:: Source data ::
━━━━━━━━

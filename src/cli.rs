//! CLI argument definitions using clap with subcommand architecture

use clap::{Args, Parser, Subcommand, ValueEnum};
use std::path::PathBuf;
use std::str::FromStr;

use crate::error::{Result, XamlGenError};

/// Generate XAML for a C# class or property
#[derive(Parser, Debug)]
#[command(name = "xamlgen")]
#[command(about = "Generates XAML markup from the class or property at a cursor position")]
#[command(version)]
#[command(propagate_version = true)]
pub struct Cli {
    /// Subcommand to execute
    #[command(subcommand)]
    pub command: Commands,

    /// Output format (applies to all commands)
    #[arg(short, long, default_value = "text", value_enum, global = true)]
    pub format: OutputFormat,

    /// Show debug logging on stderr
    #[arg(short, long, global = true)]
    pub verbose: bool,

    /// Configuration file (defaults to <config dir>/xamlgen/config.toml)
    #[arg(long, value_name = "PATH", global = true, env = "XAMLGEN_CONFIG")]
    pub config: Option<PathBuf>,
}

/// Available subcommands for xamlgen
#[derive(Subcommand, Debug)]
pub enum Commands {
    /// Generate markup for every eligible property of the class at the cursor
    #[command(visible_alias = "c")]
    Class(AnalyzeArgs),

    /// Generate markup for the property declared at the cursor
    #[command(visible_alias = "p")]
    Property(AnalyzeArgs),

    /// Inspect and validate output profiles
    Profile(ProfileArgs),
}

// ============================================
// Class / Property Subcommands
// ============================================

/// Arguments shared by the class and property commands
#[derive(Args, Debug)]
pub struct AnalyzeArgs {
    /// C# source file containing the cursor
    #[arg(value_name = "FILE")]
    pub file: PathBuf,

    /// Cursor position: byte offset (`120`) or 1-based `line:column` (`5:12`)
    #[arg(long, value_name = "POS")]
    pub at: Position,

    /// Additional source file consulted for base classes and property types
    #[arg(long = "with", value_name = "FILE")]
    pub with_files: Vec<PathBuf>,

    /// Library manifest (JSON) consulted after the source files
    #[arg(long = "library", value_name = "JSON")]
    pub libraries: Vec<PathBuf>,

    /// Profile file (JSON or TOML); the built-in default otherwise
    #[arg(long, value_name = "PATH")]
    pub profile: Option<PathBuf>,

    /// Print the syntax tree of FILE to stderr
    #[arg(long, hide = true)]
    pub print_ast: bool,
}

// ============================================
// Profile Subcommand
// ============================================

/// Arguments for the profile command
#[derive(Args, Debug)]
pub struct ProfileArgs {
    #[command(subcommand)]
    pub operation: ProfileOperation,
}

/// Profile subcommand operations
#[derive(Subcommand, Debug)]
pub enum ProfileOperation {
    /// Print the built-in default profile as JSON
    ShowDefault,

    /// Check that a profile file loads and compiles
    Validate {
        /// Profile file (JSON or TOML)
        #[arg(value_name = "PATH")]
        path: PathBuf,
    },
}

// ============================================
// Shared Types
// ============================================

/// Output format for results
#[derive(Debug, Clone, Copy, Default, PartialEq, Eq, ValueEnum)]
pub enum OutputFormat {
    /// The generated markup only
    #[default]
    Text,
    /// The full analyzer output as JSON
    Json,
}

/// A cursor position as given on the command line
#[derive(Debug, Clone, Copy, PartialEq, Eq)]
pub enum Position {
    /// Byte offset into the file
    Offset(usize),
    /// 1-based line and column (in characters)
    LineColumn { line: usize, column: usize },
}

impl FromStr for Position {
    type Err = String;

    fn from_str(s: &str) -> std::result::Result<Self, Self::Err> {
        let s = s.trim();
        match s.split_once(':') {
            Some((line, column)) => {
                let line: usize = line
                    .parse()
                    .map_err(|_| format!("invalid line number '{}'", line))?;
                let column: usize = column
                    .parse()
                    .map_err(|_| format!("invalid column number '{}'", column))?;
                if line == 0 || column == 0 {
                    return Err("line and column are 1-based".to_string());
                }
                Ok(Self::LineColumn { line, column })
            }
            None => s
                .parse()
                .map(Self::Offset)
                .map_err(|_| format!("expected a byte offset or line:column, got '{}'", s)),
        }
    }
}

impl std::fmt::Display for Position {
    fn fmt(&self, f: &mut std::fmt::Formatter<'_>) -> std::fmt::Result {
        match self {
            Self::Offset(offset) => write!(f, "{}", offset),
            Self::LineColumn { line, column } => write!(f, "{}:{}", line, column),
        }
    }
}

impl Position {
    /// Byte offset of this position within `source`
    pub fn to_offset(self, source: &str) -> Result<usize> {
        let invalid = |message: String| XamlGenError::InvalidPosition {
            position: self.to_string(),
            message,
        };

        match self {
            Self::Offset(offset) => {
                if offset > source.len() {
                    return Err(invalid(format!(
                        "offset is past the end of the file ({} bytes)",
                        source.len()
                    )));
                }
                Ok(offset)
            }
            Self::LineColumn { line, column } => {
                let mut line_start = 0usize;
                for _ in 1..line {
                    match source[line_start..].find('\n') {
                        Some(idx) => line_start += idx + 1,
                        None => return Err(invalid(format!("file has fewer than {} lines", line))),
                    }
                }

                let text = source[line_start..].split('\n').next().unwrap_or_default();
                let text = text.strip_suffix('\r').unwrap_or(text);
                let mut chars = text.char_indices().map(|(idx, _)| idx).chain([text.len()]);
                chars
                    .nth(column - 1)
                    .map(|idx| line_start + idx)
                    .ok_or_else(|| invalid(format!("line {} has fewer than {} columns", line, column)))
            }
        }
    }
}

━━━━━━━━

:: TASK STATEMENT ::
Each line of the entries where the string "markup" occurs should be shown.

:: TASK RESPONSE ::
#[command(about = "Generates XAML markup from the class or property at a cursor position")]
    /// Generate markup for every eligible property of the class at the cursor
    /// Generate markup for the property declared at the cursor
    /// The generated markup only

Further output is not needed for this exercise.